Where is the essential morality--ie, good/bad-- in this ethicist’s views? What is his view of euthanasia and abortion, as using his logic these procedures certainly would boost society’s benefit and offer a biogenetic enhancement to the human race if that is the primary consideration. Something fundamental seems missing in this discussion…
In the 60’s and 70’s the majority of doctoral dissertations should have been dedicated to Smith, Kline, and French.

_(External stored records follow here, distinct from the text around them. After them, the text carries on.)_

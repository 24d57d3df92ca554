use anyhow::{Context, Result};
use reqwest::Client;
use tracing::{debug, info, warn};

use crate::payload::NotificationPayload;

/// Webhook notifier for the destination chat platform
pub struct Notifier {
    client: Client,
    webhook_url: String,
}

impl Notifier {
    pub fn new(webhook_url: impl Into<String>) -> Self {
        Self {
            client: Client::new(),
            webhook_url: webhook_url.into(),
        }
    }

    /// POST the payload to the webhook. One attempt, no retries.
    pub async fn send(&self, payload: &NotificationPayload) -> Result<()> {
        debug!("Sending review reminder");

        let response = self
            .client
            .post(&self.webhook_url)
            .json(payload)
            .send()
            .await
            .context("Failed to send notification")?;

        if !response.status().is_success() {
            let status = response.status();
            let body = response.text().await.unwrap_or_default();
            warn!(status = %status, body = %body, "Notification delivery failed");
            anyhow::bail!("Webhook returned error: {} - {}", status, body);
        }

        info!("Notification sent");
        Ok(())
    }
}
use std::collections::HashMap;

use thiserror::Error;

/// The reviewer mapping string could not be parsed
#[derive(Debug, Error)]
#[error("malformed reviewer mapping pair `{pair}`: expected `login:id`")]
pub struct ConfigFormatError {
    pub pair: String,
}

/// Mapping from repository-host login to chat-provider identifier.
///
/// Built once per run from a configuration string of the form
/// `login1:id1,login2:id2` and read-only thereafter.
#[derive(Debug, Clone, Default)]
pub struct ReviewerMap {
    entries: HashMap<String, String>,
}

impl ReviewerMap {
    /// Parse the mapping string. Empty input yields an empty map; a pair
    /// without a `:` separator is an error. Duplicate logins: last wins.
    pub fn parse(raw: &str) -> Result<Self, ConfigFormatError> {
        let mut entries = HashMap::new();

        if raw.is_empty() {
            return Ok(Self { entries });
        }

        for pair in raw.split(',') {
            let (login, id) = pair.split_once(':').ok_or_else(|| ConfigFormatError {
                pair: pair.to_string(),
            })?;
            entries.insert(login.to_string(), id.to_string());
        }

        Ok(Self { entries })
    }

    pub fn get(&self, login: &str) -> Option<&str> {
        self.entries.get(login).map(String::as_str)
    }

    pub fn len(&self) -> usize {
        self.entries.len()
    }

    pub fn is_empty(&self) -> bool {
        self.entries.is_empty()
    }
}

/// Destination chat platform. Each variant carries its own mention syntax
/// and payload shape; adding a provider means adding a variant here.
#[derive(Debug, Clone, Copy, PartialEq, Eq)]
pub enum Provider {
    Slack,
    MsTeams,
}

impl Provider {
    /// Parse a provider tag. An unrecognized tag is not an error: the run
    /// produces no payload and skips delivery.
    pub fn from_tag(tag: &str) -> Option<Self> {
        match tag {
            "slack" => Some(Provider::Slack),
            "msteams" => Some(Provider::MsTeams),
            _ => None,
        }
    }
}
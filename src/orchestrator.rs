use anyhow::Result;
use tracing::{info, warn};

use crate::aggregate::ReviewGroup;
use crate::config::{Provider, ReviewerMap};
use crate::filter::{exclude_by_label, select_reviewable};
use crate::github::GitHubClient;
use crate::message::{render_text, resolve_mentions};
use crate::notifications::Notifier;
use crate::payload::{format_flat, format_with_mentions, NotificationPayload};

/// Inputs for a single reminder run
#[derive(Debug, Clone)]
pub struct ReminderOptions {
    /// Repository to scan (`owner/name`)
    pub repo: String,
    /// Provider tag (`slack` or `msteams`)
    pub provider: String,
    /// Channel to post into, when the provider supports it
    pub channel: Option<String>,
    /// Raw `login:id` mapping string
    pub github_provider_map: String,
    /// Pull requests carrying this label are not reminded about
    pub ignore_label: Option<String>,
}

/// Runs the reminder pipeline: fetch, filter, group, compose, deliver
pub struct Orchestrator {
    github: GitHubClient,
    notifier: Notifier,
}

impl Orchestrator {
    pub fn new(github: GitHubClient, notifier: Notifier) -> Self {
        Self { github, notifier }
    }

    /// Execute one reminder run.
    ///
    /// Skips delivery (and succeeds) when no pull request survives filtering
    /// or when the provider tag is unrecognized. A failed fetch or delivery
    /// propagates to the caller.
    pub async fn run(&self, options: &ReminderOptions) -> Result<()> {
        info!(repo = %options.repo, "Getting open pull requests");
        let pull_requests = self.github.list_open_pull_requests(&options.repo).await?;
        info!(count = pull_requests.len(), "Open pull requests");

        let reviewable = select_reviewable(&pull_requests);
        let ignore_label = options.ignore_label.as_deref().unwrap_or_default();
        let awaiting = exclude_by_label(&reviewable, ignore_label);
        info!(count = awaiting.len(), "Pull requests waiting for reviews");

        if awaiting.is_empty() {
            info!("Nothing to remind about");
            return Ok(());
        }

        let group = ReviewGroup::group_by_reviewer(&awaiting);
        let reviewer_map = ReviewerMap::parse(&options.github_provider_map)?;

        let payload = match Provider::from_tag(&options.provider) {
            Some(provider) => {
                build_payload(provider, &group, &reviewer_map, options.channel.as_deref())
            }
            None => {
                warn!(provider = %options.provider, "Unrecognized provider, skipping notification");
                return Ok(());
            }
        };

        self.notifier.send(&payload).await?;
        info!("Notification sent successfully");

        Ok(())
    }
}

/// Route a review group to the provider's payload formatter.
pub fn build_payload(
    provider: Provider,
    group: &ReviewGroup,
    reviewer_map: &ReviewerMap,
    channel: Option<&str>,
) -> NotificationPayload {
    let text = render_text(group, reviewer_map, provider);
    match provider {
        Provider::Slack => format_flat(channel, &text),
        Provider::MsTeams => {
            let mentions = resolve_mentions(reviewer_map, group);
            format_with_mentions(&text, &mentions)
        }
    }
}
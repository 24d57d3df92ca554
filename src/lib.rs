pub mod aggregate;
pub mod config;
pub mod filter;
pub mod github;
pub mod message;
pub mod models;
pub mod notifications;
pub mod orchestrator;
pub mod payload;

pub use aggregate::ReviewGroup;
pub use config::{ConfigFormatError, Provider, ReviewerMap};
pub use github::GitHubClient;
pub use models::{MalformedRecordError, PullRequest};
pub use notifications::Notifier;
pub use orchestrator::{build_payload, Orchestrator, ReminderOptions};
pub use payload::NotificationPayload;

My daughter attended a competitive private school, a serious financial burden for us. We began kindergarden there because she was ADHD. The curriculum in the local schools was essentially the same. However at Laurel the teacher student ratio in kindergarden was 2 teachers - 14 students. In the local schools: 1 teacher - 24 students with volunteer parent assistants. Without explaining all the issues I knew that she would melt-down without lots of focused attentions from her teachers(. All the faculty and the primary director made primary school a heaven at the private school.* Here she also received ancillary tutoring for reading. My observations led to her using ADHD meds, her teachers said, “OH. [We} knew she was smart. But [we] didn’t know she was smart.”
Just observations about non-medical but expensive interventions and medications. And the value of both. Neither would have happened if I didn’t have the ability to dig deep and find the tuition. And if I wasn’t a psychologist who had the knowledge and leverage to present my clinical observations and to argue to the professional evaluating her to include medications in the recommendations. And then with her pediatrician to follow up.